___ ENTRIES SUPPLIED ___

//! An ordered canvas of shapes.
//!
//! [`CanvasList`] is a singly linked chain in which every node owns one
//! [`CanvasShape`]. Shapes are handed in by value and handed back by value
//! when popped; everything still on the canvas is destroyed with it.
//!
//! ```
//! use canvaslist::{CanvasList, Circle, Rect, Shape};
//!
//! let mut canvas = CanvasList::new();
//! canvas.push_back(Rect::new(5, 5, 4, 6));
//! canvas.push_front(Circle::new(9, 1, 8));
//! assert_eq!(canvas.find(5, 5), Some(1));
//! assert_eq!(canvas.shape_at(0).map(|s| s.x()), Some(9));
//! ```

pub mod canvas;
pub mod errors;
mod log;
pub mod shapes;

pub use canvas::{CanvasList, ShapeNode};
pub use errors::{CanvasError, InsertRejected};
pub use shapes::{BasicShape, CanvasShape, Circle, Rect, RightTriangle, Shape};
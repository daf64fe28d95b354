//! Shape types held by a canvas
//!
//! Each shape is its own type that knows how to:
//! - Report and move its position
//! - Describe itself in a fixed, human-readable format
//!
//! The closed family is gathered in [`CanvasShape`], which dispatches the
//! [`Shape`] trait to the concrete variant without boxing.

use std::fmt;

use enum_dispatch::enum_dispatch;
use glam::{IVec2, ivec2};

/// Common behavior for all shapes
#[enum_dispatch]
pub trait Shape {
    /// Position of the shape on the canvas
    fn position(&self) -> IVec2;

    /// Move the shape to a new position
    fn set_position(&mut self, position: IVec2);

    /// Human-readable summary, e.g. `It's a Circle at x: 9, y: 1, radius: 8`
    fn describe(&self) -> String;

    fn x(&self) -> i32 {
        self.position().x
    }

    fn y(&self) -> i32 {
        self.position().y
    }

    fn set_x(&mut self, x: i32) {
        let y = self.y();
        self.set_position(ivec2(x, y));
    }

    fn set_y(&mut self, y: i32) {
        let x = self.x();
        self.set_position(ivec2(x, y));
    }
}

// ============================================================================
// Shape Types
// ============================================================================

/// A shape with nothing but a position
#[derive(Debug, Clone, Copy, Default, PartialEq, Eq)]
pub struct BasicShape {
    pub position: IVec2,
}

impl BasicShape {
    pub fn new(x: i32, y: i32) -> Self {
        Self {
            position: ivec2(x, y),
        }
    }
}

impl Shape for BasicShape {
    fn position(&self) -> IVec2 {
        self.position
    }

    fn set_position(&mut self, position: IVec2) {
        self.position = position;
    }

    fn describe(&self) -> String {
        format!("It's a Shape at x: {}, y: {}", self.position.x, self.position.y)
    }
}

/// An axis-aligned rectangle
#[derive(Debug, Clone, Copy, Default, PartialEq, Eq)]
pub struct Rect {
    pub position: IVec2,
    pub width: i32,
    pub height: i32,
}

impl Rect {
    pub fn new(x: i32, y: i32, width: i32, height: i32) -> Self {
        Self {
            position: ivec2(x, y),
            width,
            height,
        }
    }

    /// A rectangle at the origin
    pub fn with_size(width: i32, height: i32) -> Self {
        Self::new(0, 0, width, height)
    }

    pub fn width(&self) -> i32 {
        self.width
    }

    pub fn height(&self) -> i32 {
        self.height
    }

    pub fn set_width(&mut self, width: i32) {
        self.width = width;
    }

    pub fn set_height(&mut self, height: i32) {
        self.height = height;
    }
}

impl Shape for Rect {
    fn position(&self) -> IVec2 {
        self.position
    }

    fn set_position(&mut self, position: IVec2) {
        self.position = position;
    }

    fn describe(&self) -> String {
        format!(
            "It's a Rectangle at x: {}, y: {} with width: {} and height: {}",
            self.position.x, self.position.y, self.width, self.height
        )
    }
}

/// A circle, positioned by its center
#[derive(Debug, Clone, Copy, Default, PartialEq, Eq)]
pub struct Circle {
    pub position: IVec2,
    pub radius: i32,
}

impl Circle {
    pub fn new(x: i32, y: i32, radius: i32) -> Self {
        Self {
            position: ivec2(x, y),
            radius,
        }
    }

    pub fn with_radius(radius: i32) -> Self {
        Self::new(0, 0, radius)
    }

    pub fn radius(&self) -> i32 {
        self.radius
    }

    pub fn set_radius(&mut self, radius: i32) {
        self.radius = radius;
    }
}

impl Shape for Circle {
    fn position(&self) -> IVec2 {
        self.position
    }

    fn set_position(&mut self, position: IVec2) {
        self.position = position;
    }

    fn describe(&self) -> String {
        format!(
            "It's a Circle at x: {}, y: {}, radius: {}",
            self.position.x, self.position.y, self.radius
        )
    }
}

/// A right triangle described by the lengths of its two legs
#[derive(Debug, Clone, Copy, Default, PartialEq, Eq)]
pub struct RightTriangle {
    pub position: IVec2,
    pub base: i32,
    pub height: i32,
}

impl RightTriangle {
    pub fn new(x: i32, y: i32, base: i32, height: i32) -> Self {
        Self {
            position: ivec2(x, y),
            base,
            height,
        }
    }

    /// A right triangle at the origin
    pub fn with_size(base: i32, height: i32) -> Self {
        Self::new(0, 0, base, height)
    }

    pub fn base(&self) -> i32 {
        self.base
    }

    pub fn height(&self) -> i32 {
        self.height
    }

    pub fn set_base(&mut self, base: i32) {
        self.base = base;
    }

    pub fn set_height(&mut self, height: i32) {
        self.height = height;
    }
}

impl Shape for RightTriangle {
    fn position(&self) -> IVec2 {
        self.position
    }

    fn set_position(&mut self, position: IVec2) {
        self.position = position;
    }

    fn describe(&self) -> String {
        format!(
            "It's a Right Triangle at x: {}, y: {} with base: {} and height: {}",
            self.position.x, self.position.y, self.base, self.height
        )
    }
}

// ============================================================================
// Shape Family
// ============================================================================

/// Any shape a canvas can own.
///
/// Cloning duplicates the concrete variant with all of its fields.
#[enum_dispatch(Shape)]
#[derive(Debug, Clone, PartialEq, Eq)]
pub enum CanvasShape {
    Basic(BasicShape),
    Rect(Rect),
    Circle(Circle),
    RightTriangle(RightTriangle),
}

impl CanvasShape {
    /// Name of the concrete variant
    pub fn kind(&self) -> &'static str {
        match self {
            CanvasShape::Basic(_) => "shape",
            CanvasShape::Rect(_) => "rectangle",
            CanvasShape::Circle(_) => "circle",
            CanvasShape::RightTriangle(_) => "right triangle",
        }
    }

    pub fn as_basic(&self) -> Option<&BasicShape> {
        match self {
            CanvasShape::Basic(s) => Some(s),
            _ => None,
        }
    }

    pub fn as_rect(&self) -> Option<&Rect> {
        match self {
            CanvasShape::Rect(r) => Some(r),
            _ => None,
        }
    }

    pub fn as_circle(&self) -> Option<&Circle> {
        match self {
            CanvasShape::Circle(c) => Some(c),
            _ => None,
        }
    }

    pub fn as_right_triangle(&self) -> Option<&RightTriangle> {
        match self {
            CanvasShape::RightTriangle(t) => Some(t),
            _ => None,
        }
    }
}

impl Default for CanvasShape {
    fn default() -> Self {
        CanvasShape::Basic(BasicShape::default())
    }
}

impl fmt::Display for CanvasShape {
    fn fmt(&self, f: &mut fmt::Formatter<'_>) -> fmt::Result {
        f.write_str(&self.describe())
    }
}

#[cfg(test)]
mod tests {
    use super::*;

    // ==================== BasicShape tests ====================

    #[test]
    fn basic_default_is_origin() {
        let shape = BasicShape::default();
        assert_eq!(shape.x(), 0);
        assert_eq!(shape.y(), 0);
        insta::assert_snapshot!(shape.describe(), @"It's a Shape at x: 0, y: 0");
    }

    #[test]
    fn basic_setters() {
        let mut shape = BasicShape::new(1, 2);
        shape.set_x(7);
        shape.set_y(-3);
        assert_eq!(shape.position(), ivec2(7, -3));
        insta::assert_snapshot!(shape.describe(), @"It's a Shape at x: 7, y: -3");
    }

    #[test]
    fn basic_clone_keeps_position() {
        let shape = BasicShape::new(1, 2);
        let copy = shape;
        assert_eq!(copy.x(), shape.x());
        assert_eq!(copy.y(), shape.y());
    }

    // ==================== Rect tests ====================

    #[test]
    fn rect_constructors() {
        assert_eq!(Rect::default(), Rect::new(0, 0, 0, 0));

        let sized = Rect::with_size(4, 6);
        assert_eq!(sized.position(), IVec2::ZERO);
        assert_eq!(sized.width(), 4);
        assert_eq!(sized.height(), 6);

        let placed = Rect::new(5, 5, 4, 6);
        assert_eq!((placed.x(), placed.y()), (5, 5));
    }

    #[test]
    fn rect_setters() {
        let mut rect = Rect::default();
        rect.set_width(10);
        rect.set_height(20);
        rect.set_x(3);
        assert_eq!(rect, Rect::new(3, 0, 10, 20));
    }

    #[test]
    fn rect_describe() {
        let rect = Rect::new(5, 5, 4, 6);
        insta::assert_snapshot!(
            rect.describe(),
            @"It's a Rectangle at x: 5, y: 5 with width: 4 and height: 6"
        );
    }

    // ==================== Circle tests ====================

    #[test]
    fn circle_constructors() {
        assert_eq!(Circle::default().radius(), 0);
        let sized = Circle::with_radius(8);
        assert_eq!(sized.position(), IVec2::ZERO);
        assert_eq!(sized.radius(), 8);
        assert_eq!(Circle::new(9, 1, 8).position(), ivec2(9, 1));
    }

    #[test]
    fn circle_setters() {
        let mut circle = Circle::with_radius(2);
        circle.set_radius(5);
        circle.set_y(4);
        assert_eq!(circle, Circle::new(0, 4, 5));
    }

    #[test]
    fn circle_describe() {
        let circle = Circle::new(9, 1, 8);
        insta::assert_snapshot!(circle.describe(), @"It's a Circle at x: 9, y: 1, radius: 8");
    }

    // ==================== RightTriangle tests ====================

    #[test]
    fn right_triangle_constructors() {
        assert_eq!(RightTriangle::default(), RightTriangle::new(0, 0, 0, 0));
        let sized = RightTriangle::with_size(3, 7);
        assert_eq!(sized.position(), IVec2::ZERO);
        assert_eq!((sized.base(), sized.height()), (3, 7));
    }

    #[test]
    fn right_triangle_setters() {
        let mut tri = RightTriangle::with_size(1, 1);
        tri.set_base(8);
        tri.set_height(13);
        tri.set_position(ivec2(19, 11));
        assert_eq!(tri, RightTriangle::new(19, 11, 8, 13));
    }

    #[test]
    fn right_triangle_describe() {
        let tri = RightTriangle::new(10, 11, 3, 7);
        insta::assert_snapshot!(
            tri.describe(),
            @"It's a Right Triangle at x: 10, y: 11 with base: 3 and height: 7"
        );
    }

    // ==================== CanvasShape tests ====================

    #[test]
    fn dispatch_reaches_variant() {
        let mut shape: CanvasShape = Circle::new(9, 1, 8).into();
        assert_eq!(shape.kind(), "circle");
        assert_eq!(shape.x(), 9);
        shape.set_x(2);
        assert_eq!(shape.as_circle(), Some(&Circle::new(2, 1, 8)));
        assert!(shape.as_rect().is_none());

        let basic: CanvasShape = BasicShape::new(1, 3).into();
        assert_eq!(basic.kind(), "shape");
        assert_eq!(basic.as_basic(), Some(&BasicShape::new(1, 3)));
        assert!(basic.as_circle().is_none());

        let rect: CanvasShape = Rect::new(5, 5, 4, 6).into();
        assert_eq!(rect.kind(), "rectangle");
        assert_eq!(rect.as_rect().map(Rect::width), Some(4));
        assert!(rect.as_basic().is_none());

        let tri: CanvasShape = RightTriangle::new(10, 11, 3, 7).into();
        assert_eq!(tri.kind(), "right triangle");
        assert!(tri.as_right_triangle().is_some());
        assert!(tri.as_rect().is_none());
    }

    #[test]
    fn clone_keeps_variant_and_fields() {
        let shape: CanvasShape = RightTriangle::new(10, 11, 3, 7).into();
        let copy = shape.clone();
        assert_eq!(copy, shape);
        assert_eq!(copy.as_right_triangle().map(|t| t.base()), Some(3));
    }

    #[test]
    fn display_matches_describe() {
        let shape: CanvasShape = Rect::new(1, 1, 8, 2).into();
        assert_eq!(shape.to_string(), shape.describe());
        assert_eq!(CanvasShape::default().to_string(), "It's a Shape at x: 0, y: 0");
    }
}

___

WHAT THE TASK ASKS: Return, exactly, the lines from the first line of the records above to the line containing "let x = self.x();", both included.

THE ANSWER:
//! An ordered canvas of shapes.
//!
//! [`CanvasList`] is a singly linked chain in which every node owns one
//! [`CanvasShape`]. Shapes are handed in by value and handed back by value
//! when popped; everything still on the canvas is destroyed with it.
//!
//! ```
//! use canvaslist::{CanvasList, Circle, Rect, Shape};
//!
//! let mut canvas = CanvasList::new();
//! canvas.push_back(Rect::new(5, 5, 4, 6));
//! canvas.push_front(Circle::new(9, 1, 8));
//! assert_eq!(canvas.find(5, 5), Some(1));
//! assert_eq!(canvas.shape_at(0).map(|s| s.x()), Some(9));
//! ```

pub mod canvas;
pub mod errors;
mod log;
pub mod shapes;

pub use canvas::{CanvasList, ShapeNode};
pub use errors::{CanvasError, InsertRejected};
pub use shapes::{BasicShape, CanvasShape, Circle, Rect, RightTriangle, Shape};
repository daf64fe28d95b354
//! Shape types held by a canvas
//!
//! Each shape is its own type that knows how to:
//! - Report and move its position
//! - Describe itself in a fixed, human-readable format
//!
//! The closed family is gathered in [`CanvasShape`], which dispatches the
//! [`Shape`] trait to the concrete variant without boxing.

use std::fmt;

use enum_dispatch::enum_dispatch;
use glam::{IVec2, ivec2};

/// Common behavior for all shapes
#[enum_dispatch]
pub trait Shape {
    /// Position of the shape on the canvas
    fn position(&self) -> IVec2;

    /// Move the shape to a new position
    fn set_position(&mut self, position: IVec2);

    /// Human-readable summary, e.g. `It's a Circle at x: 9, y: 1, radius: 8`
    fn describe(&self) -> String;

    fn x(&self) -> i32 {
        self.position().x
    }

    fn y(&self) -> i32 {
        self.position().y
    }

    fn set_x(&mut self, x: i32) {
        let y = self.y();
        self.set_position(ivec2(x, y));
    }

    fn set_y(&mut self, y: i32) {
        let x = self.x();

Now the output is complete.